Exercise requirements: Could you set down every entry exactly as it appears?

----- Provided data

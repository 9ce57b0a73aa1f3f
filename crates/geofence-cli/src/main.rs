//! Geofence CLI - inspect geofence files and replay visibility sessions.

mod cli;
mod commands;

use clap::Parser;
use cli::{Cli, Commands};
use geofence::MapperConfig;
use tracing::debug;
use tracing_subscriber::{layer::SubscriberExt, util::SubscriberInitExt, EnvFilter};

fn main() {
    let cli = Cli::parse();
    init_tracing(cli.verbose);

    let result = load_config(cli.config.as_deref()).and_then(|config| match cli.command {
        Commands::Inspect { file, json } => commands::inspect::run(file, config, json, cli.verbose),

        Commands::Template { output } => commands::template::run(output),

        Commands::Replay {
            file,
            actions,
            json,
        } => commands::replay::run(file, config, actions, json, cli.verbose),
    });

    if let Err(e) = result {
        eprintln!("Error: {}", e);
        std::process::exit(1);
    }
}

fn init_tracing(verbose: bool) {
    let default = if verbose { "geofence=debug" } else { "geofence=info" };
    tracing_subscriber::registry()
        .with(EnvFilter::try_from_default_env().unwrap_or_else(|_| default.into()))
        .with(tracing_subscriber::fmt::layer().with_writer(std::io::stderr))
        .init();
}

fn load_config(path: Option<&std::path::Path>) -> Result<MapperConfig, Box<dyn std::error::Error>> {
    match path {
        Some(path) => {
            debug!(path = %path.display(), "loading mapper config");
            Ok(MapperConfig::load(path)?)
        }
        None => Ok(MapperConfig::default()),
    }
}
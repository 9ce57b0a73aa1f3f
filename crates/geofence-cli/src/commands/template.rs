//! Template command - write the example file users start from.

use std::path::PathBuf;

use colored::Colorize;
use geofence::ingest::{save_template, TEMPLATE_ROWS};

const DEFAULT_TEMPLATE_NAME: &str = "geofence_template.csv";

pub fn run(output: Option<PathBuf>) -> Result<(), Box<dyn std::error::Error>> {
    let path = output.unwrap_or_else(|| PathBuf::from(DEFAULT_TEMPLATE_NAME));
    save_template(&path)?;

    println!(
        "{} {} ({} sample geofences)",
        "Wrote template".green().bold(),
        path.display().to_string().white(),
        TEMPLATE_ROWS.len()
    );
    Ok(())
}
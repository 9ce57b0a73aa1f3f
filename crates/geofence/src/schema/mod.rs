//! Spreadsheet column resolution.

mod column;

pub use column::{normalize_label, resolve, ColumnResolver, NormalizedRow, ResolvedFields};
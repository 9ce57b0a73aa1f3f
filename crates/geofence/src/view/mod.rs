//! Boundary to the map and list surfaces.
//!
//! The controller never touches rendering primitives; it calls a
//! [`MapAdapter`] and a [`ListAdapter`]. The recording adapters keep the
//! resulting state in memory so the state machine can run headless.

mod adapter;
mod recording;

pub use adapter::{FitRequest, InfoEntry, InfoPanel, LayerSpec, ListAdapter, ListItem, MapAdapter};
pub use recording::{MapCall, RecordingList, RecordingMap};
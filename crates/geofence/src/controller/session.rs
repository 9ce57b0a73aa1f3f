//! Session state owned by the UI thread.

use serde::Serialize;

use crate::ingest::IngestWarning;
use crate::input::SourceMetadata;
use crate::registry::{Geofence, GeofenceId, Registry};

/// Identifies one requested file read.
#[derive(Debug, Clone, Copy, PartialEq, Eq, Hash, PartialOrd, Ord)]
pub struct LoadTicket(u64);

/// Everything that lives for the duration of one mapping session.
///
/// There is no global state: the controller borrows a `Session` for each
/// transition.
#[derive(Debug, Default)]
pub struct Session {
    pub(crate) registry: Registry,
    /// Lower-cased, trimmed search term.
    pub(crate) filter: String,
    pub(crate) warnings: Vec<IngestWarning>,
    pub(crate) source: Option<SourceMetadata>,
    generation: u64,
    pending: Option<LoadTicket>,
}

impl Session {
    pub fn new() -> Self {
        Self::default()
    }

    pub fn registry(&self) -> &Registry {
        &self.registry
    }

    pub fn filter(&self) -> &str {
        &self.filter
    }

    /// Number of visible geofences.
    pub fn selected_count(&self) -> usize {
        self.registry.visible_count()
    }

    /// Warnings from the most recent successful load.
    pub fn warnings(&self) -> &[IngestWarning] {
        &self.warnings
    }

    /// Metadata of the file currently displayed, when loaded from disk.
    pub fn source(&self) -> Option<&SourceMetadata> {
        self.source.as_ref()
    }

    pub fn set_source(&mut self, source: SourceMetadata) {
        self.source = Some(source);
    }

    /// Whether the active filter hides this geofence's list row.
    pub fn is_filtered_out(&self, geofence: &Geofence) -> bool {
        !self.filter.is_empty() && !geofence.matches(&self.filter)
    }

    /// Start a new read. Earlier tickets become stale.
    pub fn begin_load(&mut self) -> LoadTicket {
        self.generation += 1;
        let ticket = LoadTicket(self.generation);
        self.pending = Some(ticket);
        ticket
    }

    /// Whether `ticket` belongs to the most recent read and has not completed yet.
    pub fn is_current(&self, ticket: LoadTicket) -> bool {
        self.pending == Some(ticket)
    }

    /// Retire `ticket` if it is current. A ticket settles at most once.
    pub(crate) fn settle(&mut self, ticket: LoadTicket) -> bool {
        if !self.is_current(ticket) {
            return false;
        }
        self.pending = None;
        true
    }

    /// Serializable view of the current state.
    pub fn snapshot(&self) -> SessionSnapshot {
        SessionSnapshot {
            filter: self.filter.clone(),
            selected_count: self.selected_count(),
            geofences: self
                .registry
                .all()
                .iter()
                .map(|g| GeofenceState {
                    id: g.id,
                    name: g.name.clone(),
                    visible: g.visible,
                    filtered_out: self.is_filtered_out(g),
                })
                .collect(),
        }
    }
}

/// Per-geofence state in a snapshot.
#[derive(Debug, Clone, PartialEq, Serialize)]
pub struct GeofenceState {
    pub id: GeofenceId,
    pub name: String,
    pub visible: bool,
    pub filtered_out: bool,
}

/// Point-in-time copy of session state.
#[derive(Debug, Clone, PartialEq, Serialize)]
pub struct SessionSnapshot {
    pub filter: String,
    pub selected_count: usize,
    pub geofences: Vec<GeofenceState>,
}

----------

Exercise solution:
repository 9ce57b0a73aa1f3f
filename crates/geofence-cli/src/main.rs
//! Geofence CLI - inspect geofence files and replay visibility sessions.

mod cli;
mod commands;

use clap::Parser;
use cli::{Cli, Commands};
use geofence::MapperConfig;
use tracing::debug;
use tracing_subscriber::{layer::SubscriberExt, util::SubscriberInitExt, EnvFilter};

fn main() {
    let cli = Cli::parse();
    init_tracing(cli.verbose);

    let result = load_config(cli.config.as_deref()).and_then(|config| match cli.command {
        Commands::Inspect { file, json } => commands::inspect::run(file, config, json, cli.verbose),

        Commands::Template { output } => commands::template::run(output),

        Commands::Replay {
            file,
            actions,
            json,
        } => commands::replay::run(file, config, actions, json, cli.verbose),
    });

    if let Err(e) = result {
        eprintln!("Error: {}", e);
        std::process::exit(1);
    }
}

fn init_tracing(verbose: bool) {
    let default = if verbose { "geofence=debug" } else { "geofence=info" };
    tracing_subscriber::registry()
        .with(EnvFilter::try_from_default_env().unwrap_or_else(|_| default.into()))
        .with(tracing_subscriber::fmt::layer().with_writer(std::io::stderr))
        .init();
}

fn load_config(path: Option<&std::path::Path>) -> Result<MapperConfig, Box<dyn std::error::Error>> {
    match path {
        Some(path) => {
            debug!(path = %path.display(), "loading mapper config");
            Ok(MapperConfig::load(path)?)
        }
        None => Ok(MapperConfig::default()),
    }
}
repository 9ce57b0a73aa1f3f
filename crates/geofence-cli/src/commands/template.rs
//! Template command - write the example file users start from.

use std::path::PathBuf;

use colored::Colorize;
use geofence::ingest::{save_template, TEMPLATE_ROWS};

const DEFAULT_TEMPLATE_NAME: &str = "geofence_template.csv";

pub fn run(output: Option<PathBuf>) -> Result<(), Box<dyn std::error::Error>> {
    let path = output.unwrap_or_else(|| PathBuf::from(DEFAULT_TEMPLATE_NAME));
    save_template(&path)?;

    println!(
        "{} {} ({} sample geofences)",
        "Wrote template".green().bold(),
        path.display().to_string().white(),
        TEMPLATE_ROWS.len()
    );
    Ok(())
}
repository 9ce57b0a73aa1f3f
filename crates/geofence/src/schema/mod.rs
//! Spreadsheet column resolution.

mod column;

pub use column::{normalize_label, resolve, ColumnResolver, NormalizedRow, ResolvedFields};
repository 9ce57b0a73aa1f3f
filename crates/geofence/src/view/mod.rs
//! Boundary to the map and list surfaces.
//!
//! The controller never touches rendering primitives; it calls a
//! [`MapAdapter`] and a [`ListAdapter`]. The recording adapters keep the
//! resulting state in memory so the state machine can run headless.

mod adapter;
mod recording;

pub use adapter::{FitRequest, InfoEntry, InfoPanel, LayerSpec, ListAdapter, ListItem, MapAdapter};
pub use recording::{MapCall, RecordingList, RecordingMap};
filename crates/geofence/src/controller/session.rs
repository 9ce57b0a73aa1f3f
//! Session state owned by the UI thread.

use serde::Serialize;

use crate::ingest::IngestWarning;
use crate::input::SourceMetadata;
use crate::registry::{Geofence, GeofenceId, Registry};

/// Identifies one requested file read.
#[derive(Debug, Clone, Copy, PartialEq, Eq, Hash, PartialOrd, Ord)]
pub struct LoadTicket(u64);

/// Everything that lives for the duration of one mapping session.
///
/// There is no global state: the controller borrows a `Session` for each
/// transition.
#[derive(Debug, Default)]
pub struct Session {
    pub(crate) registry: Registry,
    /// Lower-cased, trimmed search term.
    pub(crate) filter: String,
    pub(crate) warnings: Vec<IngestWarning>,
    pub(crate) source: Option<SourceMetadata>,
    generation: u64,
    pending: Option<LoadTicket>,
}

impl Session {
    pub fn new() -> Self {
        Self::default()
    }

    pub fn registry(&self) -> &Registry {
        &self.registry
    }

    pub fn filter(&self) -> &str {
        &self.filter
    }

    /// Number of visible geofences.
    pub fn selected_count(&self) -> usize {
        self.registry.visible_count()
    }

    /// Warnings from the most recent successful load.
    pub fn warnings(&self) -> &[IngestWarning] {
        &self.warnings
    }

    /// Metadata of the file currently displayed, when loaded from disk.
    pub fn source(&self) -> Option<&SourceMetadata> {
        self.source.as_ref()
    }

    pub fn set_source(&mut self, source: SourceMetadata) {
        self.source = Some(source);
    }

    /// Whether the active filter hides this geofence's list row.
    pub fn is_filtered_out(&self, geofence: &Geofence) -> bool {
        !self.filter.is_empty() && !geofence.matches(&self.filter)
    }

    /// Start a new read. Earlier tickets become stale.
    pub fn begin_load(&mut self) -> LoadTicket {
        self.generation += 1;
        let ticket = LoadTicket(self.generation);
        self.pending = Some(ticket);
        ticket
    }

    /// Whether `ticket` belongs to the most recent read and has not completed yet.
    pub fn is_current(&self, ticket: LoadTicket) -> bool {
        self.pending == Some(ticket)
    }

    /// Retire `ticket` if it is current. A ticket settles at most once.
    pub(crate) fn settle(&mut self, ticket: LoadTicket) -> bool {
        if !self.is_current(ticket) {
            return false;
        }
        self.pending = None;
        true
    }

    /// Serializable view of the current state.
    pub fn snapshot(&self) -> SessionSnapshot {
        SessionSnapshot {
            filter: self.filter.clone(),
            selected_count: self.selected_count(),
            geofences: self
                .registry
                .all()
                .iter()
                .map(|g| GeofenceState {
                    id: g.id,
                    name: g.name.clone(),
                    visible: g.visible,
                    filtered_out: self.is_filtered_out(g),
                })
                .collect(),
        }
    }
}

/// Per-geofence state in a snapshot.
#[derive(Debug, Clone, PartialEq, Serialize)]
pub struct GeofenceState {
    pub id: GeofenceId,
    pub name: String,
    pub visible: bool,
    pub filtered_out: bool,
}

/// Point-in-time copy of session state.
#[derive(Debug, Clone, PartialEq, Serialize)]
pub struct SessionSnapshot {
    pub filter: String,
    pub selected_count: usize,
    pub geofences: Vec<GeofenceState>,
}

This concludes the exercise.